§ **TASK BRIEF**: All of the entries are to be written out again verbatim.

Saved entries:
Content starts

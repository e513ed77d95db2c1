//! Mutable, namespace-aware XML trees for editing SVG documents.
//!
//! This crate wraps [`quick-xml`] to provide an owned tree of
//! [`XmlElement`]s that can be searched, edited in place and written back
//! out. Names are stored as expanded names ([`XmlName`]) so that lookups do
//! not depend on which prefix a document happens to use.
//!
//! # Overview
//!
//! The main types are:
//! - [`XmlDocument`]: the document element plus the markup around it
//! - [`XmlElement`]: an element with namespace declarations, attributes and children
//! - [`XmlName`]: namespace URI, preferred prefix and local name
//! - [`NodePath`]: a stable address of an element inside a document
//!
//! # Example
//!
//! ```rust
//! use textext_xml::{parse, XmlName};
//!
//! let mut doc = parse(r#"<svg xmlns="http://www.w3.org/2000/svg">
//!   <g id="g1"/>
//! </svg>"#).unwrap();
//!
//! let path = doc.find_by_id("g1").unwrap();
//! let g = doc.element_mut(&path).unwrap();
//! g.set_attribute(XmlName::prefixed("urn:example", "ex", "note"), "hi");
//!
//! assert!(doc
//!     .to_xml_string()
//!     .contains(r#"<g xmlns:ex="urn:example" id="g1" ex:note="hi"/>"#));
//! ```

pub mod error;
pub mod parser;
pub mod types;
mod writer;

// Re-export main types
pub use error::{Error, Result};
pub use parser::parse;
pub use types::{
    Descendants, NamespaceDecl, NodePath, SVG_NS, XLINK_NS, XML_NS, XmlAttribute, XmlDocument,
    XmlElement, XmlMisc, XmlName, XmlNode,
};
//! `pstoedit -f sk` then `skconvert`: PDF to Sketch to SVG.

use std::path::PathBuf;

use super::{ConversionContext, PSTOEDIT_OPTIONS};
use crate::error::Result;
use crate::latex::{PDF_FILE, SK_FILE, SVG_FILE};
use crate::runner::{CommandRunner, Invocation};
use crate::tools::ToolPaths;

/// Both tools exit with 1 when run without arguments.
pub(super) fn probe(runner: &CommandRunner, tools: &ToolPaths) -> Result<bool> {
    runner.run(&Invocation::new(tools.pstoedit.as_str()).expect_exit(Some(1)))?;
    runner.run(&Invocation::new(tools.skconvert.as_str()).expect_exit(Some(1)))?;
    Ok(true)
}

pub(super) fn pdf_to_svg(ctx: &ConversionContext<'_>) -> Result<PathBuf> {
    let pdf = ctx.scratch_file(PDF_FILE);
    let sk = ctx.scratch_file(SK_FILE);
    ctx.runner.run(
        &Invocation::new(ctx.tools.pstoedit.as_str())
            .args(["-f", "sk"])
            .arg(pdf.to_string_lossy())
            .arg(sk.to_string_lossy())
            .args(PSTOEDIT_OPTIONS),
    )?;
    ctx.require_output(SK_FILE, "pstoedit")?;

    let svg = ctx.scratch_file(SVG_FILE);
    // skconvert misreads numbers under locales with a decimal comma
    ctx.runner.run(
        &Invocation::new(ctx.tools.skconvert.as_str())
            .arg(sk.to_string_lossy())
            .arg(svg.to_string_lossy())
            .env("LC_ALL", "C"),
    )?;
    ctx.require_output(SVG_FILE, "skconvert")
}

Content ends

§ **SOLUTION FOR THIS EXERCISE**:
repository e513ed77d95db2c1
//! Mutable, namespace-aware XML trees for editing SVG documents.
//!
//! This crate wraps [`quick-xml`] to provide an owned tree of
//! [`XmlElement`]s that can be searched, edited in place and written back
//! out. Names are stored as expanded names ([`XmlName`]) so that lookups do
//! not depend on which prefix a document happens to use.
//!
//! # Overview
//!
//! The main types are:
//! - [`XmlDocument`]: the document element plus the markup around it
//! - [`XmlElement`]: an element with namespace declarations, attributes and children
//! - [`XmlName`]: namespace URI, preferred prefix and local name
//! - [`NodePath`]: a stable address of an element inside a document
//!
//! # Example
//!
//! ```rust
//! use textext_xml::{parse, XmlName};
//!
//! let mut doc = parse(r#"<svg xmlns="http://www.w3.org/2000/svg">
//!   <g id="g1"/>
//! </svg>"#).unwrap();
//!
//! let path = doc.find_by_id("g1").unwrap();
//! let g = doc.element_mut(&path).unwrap();
//! g.set_attribute(XmlName::prefixed("urn:example", "ex", "note"), "hi");
//!
//! assert!(doc
//!     .to_xml_string()
//!     .contains(r#"<g xmlns:ex="urn:example" id="g1" ex:note="hi"/>"#));
//! ```

pub mod error;
pub mod parser;
pub mod types;
mod writer;

// Re-export main types
pub use error::{Error, Result};
pub use parser::parse;
pub use types::{
    Descendants, NamespaceDecl, NodePath, SVG_NS, XLINK_NS, XML_NS, XmlAttribute, XmlDocument,
    XmlElement, XmlMisc, XmlName, XmlNode,
};
//! `pstoedit -f sk` then `skconvert`: PDF to Sketch to SVG.

use std::path::PathBuf;

use super::{ConversionContext, PSTOEDIT_OPTIONS};
use crate::error::Result;
use crate::latex::{PDF_FILE, SK_FILE, SVG_FILE};
use crate::runner::{CommandRunner, Invocation};
use crate::tools::ToolPaths;

/// Both tools exit with 1 when run without arguments.
pub(super) fn probe(runner: &CommandRunner, tools: &ToolPaths) -> Result<bool> {
    runner.run(&Invocation::new(tools.pstoedit.as_str()).expect_exit(Some(1)))?;
    runner.run(&Invocation::new(tools.skconvert.as_str()).expect_exit(Some(1)))?;
    Ok(true)
}

pub(super) fn pdf_to_svg(ctx: &ConversionContext<'_>) -> Result<PathBuf> {
    let pdf = ctx.scratch_file(PDF_FILE);
    let sk = ctx.scratch_file(SK_FILE);
    ctx.runner.run(
        &Invocation::new(ctx.tools.pstoedit.as_str())
            .args(["-f", "sk"])
            .arg(pdf.to_string_lossy())
            .arg(sk.to_string_lossy())
            .args(PSTOEDIT_OPTIONS),
    )?;
    ctx.require_output(SK_FILE, "pstoedit")?;

    let svg = ctx.scratch_file(SVG_FILE);
    // skconvert misreads numbers under locales with a decimal comma
    ctx.runner.run(
        &Invocation::new(ctx.tools.skconvert.as_str())
            .arg(sk.to_string_lossy())
            .arg(svg.to_string_lossy())
            .env("LC_ALL", "C"),
    )?;
    ctx.require_output(SVG_FILE, "skconvert")
}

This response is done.